## SUPPLIED DATA
┏━━
// Copyright (C) 2026 Fred Clausen
// Use of this source code is governed by an MIT-style
// license that can be found in the LICENSE file or at
// https://opensource.org/licenses/MIT.

//! Organization queries.

use std::collections::{HashMap, HashSet};

use diesel::prelude::*;
use diesel::SqliteConnection;
use orgvote::OrganizationContext;
use orgvote_domain::{DepartmentTree, MemberRole, Organization};

use super::decode_timestamp;
use crate::data_models::MembershipData;
use crate::diesel_schema::{organization_members, organizations};
use crate::error::PersistenceError;
use crate::queries::{departments, users};

/// Diesel Queryable struct for organization rows.
#[derive(Queryable, Selectable)]
#[diesel(table_name = organizations)]
struct OrganizationRow {
    organization_id: i64,
    name: String,
    creator_id: i64,
    created_at: String,
}

impl TryFrom<OrganizationRow> for Organization {
    type Error = PersistenceError;

    fn try_from(row: OrganizationRow) -> Result<Self, Self::Error> {
        Ok(Self {
            organization_id: row.organization_id,
            name: row.name,
            creator_id: row.creator_id,
            created_at: decode_timestamp(&row.created_at)?,
        })
    }
}

/// Retrieves an organization by ID.
///
/// # Errors
///
/// Returns an error if the database query fails.
pub fn get_organization(
    conn: &mut SqliteConnection,
    organization_id: i64,
) -> Result<Option<Organization>, PersistenceError> {
    let row: Option<OrganizationRow> = organizations::table
        .filter(organizations::organization_id.eq(organization_id))
        .select(OrganizationRow::as_select())
        .first(conn)
        .optional()?;

    row.map(Organization::try_from).transpose()
}

/// Lists organizations created by a user, newest first.
///
/// # Errors
///
/// Returns an error if the database query fails.
pub fn list_organizations_by_creator(
    conn: &mut SqliteConnection,
    creator_id: i64,
) -> Result<Vec<Organization>, PersistenceError> {
    let rows: Vec<OrganizationRow> = organizations::table
        .filter(organizations::creator_id.eq(creator_id))
        .order((
            organizations::created_at.desc(),
            organizations::organization_id.desc(),
        ))
        .select(OrganizationRow::as_select())
        .load(conn)?;

    rows.into_iter().map(Organization::try_from).collect()
}

/// Lists organizations a user belongs to or created, newest first.
///
/// # Errors
///
/// Returns an error if the database query fails.
pub fn list_memberships(
    conn: &mut SqliteConnection,
    user_id: i64,
) -> Result<Vec<MembershipData>, PersistenceError> {
    let roles: HashMap<i64, MemberRole> = users::list_user_memberships(conn, user_id)?
        .into_iter()
        .map(|m| (m.organization_id, m.role))
        .collect();

    let member_of: Vec<i64> = roles.keys().copied().collect();

    let rows: Vec<OrganizationRow> = organizations::table
        .filter(
            organizations::organization_id
                .eq_any(&member_of)
                .or(organizations::creator_id.eq(user_id)),
        )
        .order((
            organizations::created_at.desc(),
            organizations::organization_id.desc(),
        ))
        .select(OrganizationRow::as_select())
        .load(conn)?;

    rows.into_iter()
        .map(|row| {
            let organization: Organization = Organization::try_from(row)?;
            let role: MemberRole = roles
                .get(&organization.organization_id)
                .copied()
                .unwrap_or(MemberRole::Admin);
            Ok(MembershipData { organization, role })
        })
        .collect()
}

/// Returns whether an organization exists.
///
/// # Errors
///
/// Returns an error if the database query fails.
pub fn organization_exists(
    conn: &mut SqliteConnection,
    organization_id: i64,
) -> Result<bool, PersistenceError> {
    let count: i64 = organizations::table
        .filter(organizations::organization_id.eq(organization_id))
        .count()
        .get_result(conn)?;
    Ok(count > 0)
}

/// Loads the members and department tree an organization's commands are
/// validated against.
///
/// # Errors
///
/// Returns `PersistenceError::NotFound` if the organization does not exist.
pub fn load_organization_context(
    conn: &mut SqliteConnection,
    organization_id: i64,
) -> Result<OrganizationContext, PersistenceError> {
    if !organization_exists(conn, organization_id)? {
        return Err(PersistenceError::NotFound(format!(
            "Organization {organization_id}"
        )));
    }

    let member_ids: HashSet<i64> = organization_members::table
        .filter(organization_members::organization_id.eq(organization_id))
        .select(organization_members::user_id)
        .load::<i64>(conn)?
        .into_iter()
        .collect();

    let tree: DepartmentTree =
        DepartmentTree::new(departments::list_departments(conn, organization_id)?);

    Ok(OrganizationContext::new(organization_id, member_ids, tree))
}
┗━━
## WHAT IS EXPECTED
Once more, write out all the data above exactly as given.

## TASK ANSWER
// Copyright (C) 2026 Fred Clausen
// Use of this source code is governed by an MIT-style
// license that can be found in the LICENSE file or at
// https://opensource.org/licenses/MIT.

//! Organization queries.

use std::collections::{HashMap, HashSet};

use diesel::prelude::*;
use diesel::SqliteConnection;
use orgvote::OrganizationContext;
use orgvote_domain::{DepartmentTree, MemberRole, Organization};

use super::decode_timestamp;
use crate::data_models::MembershipData;
use crate::diesel_schema::{organization_members, organizations};
use crate::error::PersistenceError;
use crate::queries::{departments, users};

/// Diesel Queryable struct for organization rows.
#[derive(Queryable, Selectable)]
#[diesel(table_name = organizations)]
struct OrganizationRow {
    organization_id: i64,
    name: String,
    creator_id: i64,
    created_at: String,
}

impl TryFrom<OrganizationRow> for Organization {
    type Error = PersistenceError;

    fn try_from(row: OrganizationRow) -> Result<Self, Self::Error> {
        Ok(Self {
            organization_id: row.organization_id,
            name: row.name,
            creator_id: row.creator_id,
            created_at: decode_timestamp(&row.created_at)?,
        })
    }
}

/// Retrieves an organization by ID.
///
/// # Errors
///
/// Returns an error if the database query fails.
pub fn get_organization(
    conn: &mut SqliteConnection,
    organization_id: i64,
) -> Result<Option<Organization>, PersistenceError> {
    let row: Option<OrganizationRow> = organizations::table
        .filter(organizations::organization_id.eq(organization_id))
        .select(OrganizationRow::as_select())
        .first(conn)
        .optional()?;

    row.map(Organization::try_from).transpose()
}

/// Lists organizations created by a user, newest first.
///
/// # Errors
///
/// Returns an error if the database query fails.
pub fn list_organizations_by_creator(
    conn: &mut SqliteConnection,
    creator_id: i64,
) -> Result<Vec<Organization>, PersistenceError> {
    let rows: Vec<OrganizationRow> = organizations::table
        .filter(organizations::creator_id.eq(creator_id))
        .order((
            organizations::created_at.desc(),
            organizations::organization_id.desc(),
        ))
        .select(OrganizationRow::as_select())
        .load(conn)?;

    rows.into_iter().map(Organization::try_from).collect()
}

/// Lists organizations a user belongs to or created, newest first.
///
/// # Errors
///
/// Returns an error if the database query fails.
pub fn list_memberships(
    conn: &mut SqliteConnection,
    user_id: i64,
) -> Result<Vec<MembershipData>, PersistenceError> {
    let roles: HashMap<i64, MemberRole> = users::list_user_memberships(conn, user_id)?
        .into_iter()
        .map(|m| (m.organization_id, m.role))
        .collect();

    let member_of: Vec<i64> = roles.keys().copied().collect();

    let rows: Vec<OrganizationRow> = organizations::table
        .filter(
            organizations::organization_id
                .eq_any(&member_of)
                .or(organizations::creator_id.eq(user_id)),
        )
        .order((
            organizations::created_at.desc(),
            organizations::organization_id.desc(),
        ))
        .select(OrganizationRow::as_select())
        .load(conn)?;

    rows.into_iter()
        .map(|row| {
            let organization: Organization = Organization::try_from(row)?;
            let role: MemberRole = roles
                .get(&organization.organization_id)
                .copied()
                .unwrap_or(MemberRole::Admin);
            Ok(MembershipData { organization, role })
        })
        .collect()
}

/// Returns whether an organization exists.
///
/// # Errors
///
/// Returns an error if the database query fails.
pub fn organization_exists(
    conn: &mut SqliteConnection,
    organization_id: i64,
) -> Result<bool, PersistenceError> {
    let count: i64 = organizations::table
        .filter(organizations::organization_id.eq(organization_id))
        .count()
        .get_result(conn)?;
    Ok(count > 0)
}

/// Loads the members and department tree an organization's commands are
/// validated against.
///
/// # Errors
///
/// Returns `PersistenceError::NotFound` if the organization does not exist.
pub fn load_organization_context(
    conn: &mut SqliteConnection,
    organization_id: i64,
) -> Result<OrganizationContext, PersistenceError> {
    if !organization_exists(conn, organization_id)? {
        return Err(PersistenceError::NotFound(format!(
            "Organization {organization_id}"
        )));
    }

    let member_ids: HashSet<i64> = organization_members::table
        .filter(organization_members::organization_id.eq(organization_id))
        .select(organization_members::user_id)
        .load::<i64>(conn)?
        .into_iter()
        .collect();

    let tree: DepartmentTree =
        DepartmentTree::new(departments::list_departments(conn, organization_id)?);

    Ok(OrganizationContext::new(organization_id, member_ids, tree))
}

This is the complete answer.